■ Available data:
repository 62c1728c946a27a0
mod common;
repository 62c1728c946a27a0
use std::sync::Arc;

use axum::{
    extract::{Path, State},
    http::StatusCode,
    response::{IntoResponse, Response},
    routing::{get, post},
    Json, Router,
};
use serde_json::json;

use super::enrichment::GeocodeGateway;
use super::service::{RegistrationService, RegistrationServiceError};
use super::session::{SessionId, SessionRepository, SessionStoreError};
use super::steps::{SchedulingUpdate, StepUpdate};
use super::submission::{RegistrationError, RegistrationGateway};

/// Router builder exposing the hosted wizard over HTTP.
pub fn registration_router<S, G, R>(service: Arc<RegistrationService<S, G, R>>) -> Router
where
    S: SessionRepository + 'static,
    G: GeocodeGateway + 'static,
    R: RegistrationGateway + 'static,
{
    Router::new()
        .route(
            "/api/v1/registration/sessions",
            post(open_handler::<S, G, R>),
        )
        .route(
            "/api/v1/registration/sessions/:session_id",
            get(progress_handler::<S, G, R>),
        )
        .route(
            "/api/v1/registration/sessions/:session_id/advance",
            post(advance_handler::<S, G, R>),
        )
        .route(
            "/api/v1/registration/sessions/:session_id/back",
            post(back_handler::<S, G, R>),
        )
        .route(
            "/api/v1/registration/sessions/:session_id/submit",
            post(submit_handler::<S, G, R>),
        )
        .with_state(service)
}

pub(crate) async fn open_handler<S, G, R>(
    State(service): State<Arc<RegistrationService<S, G, R>>>,
) -> Response
where
    S: SessionRepository + 'static,
    G: GeocodeGateway + 'static,
    R: RegistrationGateway + 'static,
{
    match service.open() {
        Ok(view) => (StatusCode::CREATED, Json(view)).into_response(),
        Err(err) => error_response(err),
    }
}

pub(crate) async fn progress_handler<S, G, R>(
    State(service): State<Arc<RegistrationService<S, G, R>>>,
    Path(session_id): Path<String>,
) -> Response
where
    S: SessionRepository + 'static,
    G: GeocodeGateway + 'static,
    R: RegistrationGateway + 'static,
{
    match service.progress(&SessionId(session_id)) {
        Ok(view) => (StatusCode::OK, Json(view)).into_response(),
        Err(err) => error_response(err),
    }
}

pub(crate) async fn advance_handler<S, G, R>(
    State(service): State<Arc<RegistrationService<S, G, R>>>,
    Path(session_id): Path<String>,
    Json(update): Json<StepUpdate>,
) -> Response
where
    S: SessionRepository + 'static,
    G: GeocodeGateway + 'static,
    R: RegistrationGateway + 'static,
{
    match service.advance(&SessionId(session_id), update).await {
        Ok(view) => (StatusCode::OK, Json(view)).into_response(),
        Err(err) => error_response(err),
    }
}

pub(crate) async fn back_handler<S, G, R>(
    State(service): State<Arc<RegistrationService<S, G, R>>>,
    Path(session_id): Path<String>,
) -> Response
where
    S: SessionRepository + 'static,
    G: GeocodeGateway + 'static,
    R: RegistrationGateway + 'static,
{
    match service.go_back(&SessionId(session_id)) {
        Ok(view) => (StatusCode::OK, Json(view)).into_response(),
        Err(err) => error_response(err),
    }
}

pub(crate) async fn submit_handler<S, G, R>(
    State(service): State<Arc<RegistrationService<S, G, R>>>,
    Path(session_id): Path<String>,
    Json(update): Json<SchedulingUpdate>,
) -> Response
where
    S: SessionRepository + 'static,
    G: GeocodeGateway + 'static,
    R: RegistrationGateway + 'static,
{
    match service.submit(&SessionId(session_id), update).await {
        Ok(outcome) => (StatusCode::OK, Json(outcome)).into_response(),
        Err(err) => error_response(err),
    }
}

fn error_response(err: RegistrationServiceError) -> Response {
    let status = match &err {
        RegistrationServiceError::Session(SessionStoreError::NotFound) => StatusCode::NOT_FOUND,
        RegistrationServiceError::Session(SessionStoreError::Unavailable(_)) => {
            StatusCode::INTERNAL_SERVER_ERROR
        }
        RegistrationServiceError::Wizard(_)
        | RegistrationServiceError::Geocode(_)
        | RegistrationServiceError::Transform(_) => StatusCode::UNPROCESSABLE_ENTITY,
        RegistrationServiceError::Submission(RegistrationError::Rejected { .. })
        | RegistrationServiceError::Submission(RegistrationError::Transport(_)) => {
            StatusCode::BAD_GATEWAY
        }
        RegistrationServiceError::Busy => StatusCode::CONFLICT,
    };

    let payload = json!({ "error": err.to_string() });
    (status, Json(payload)).into_response()
}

■ Task brief: Return only the number of lines in the listing that contain the string "post".

■ Solution to the exercise: 5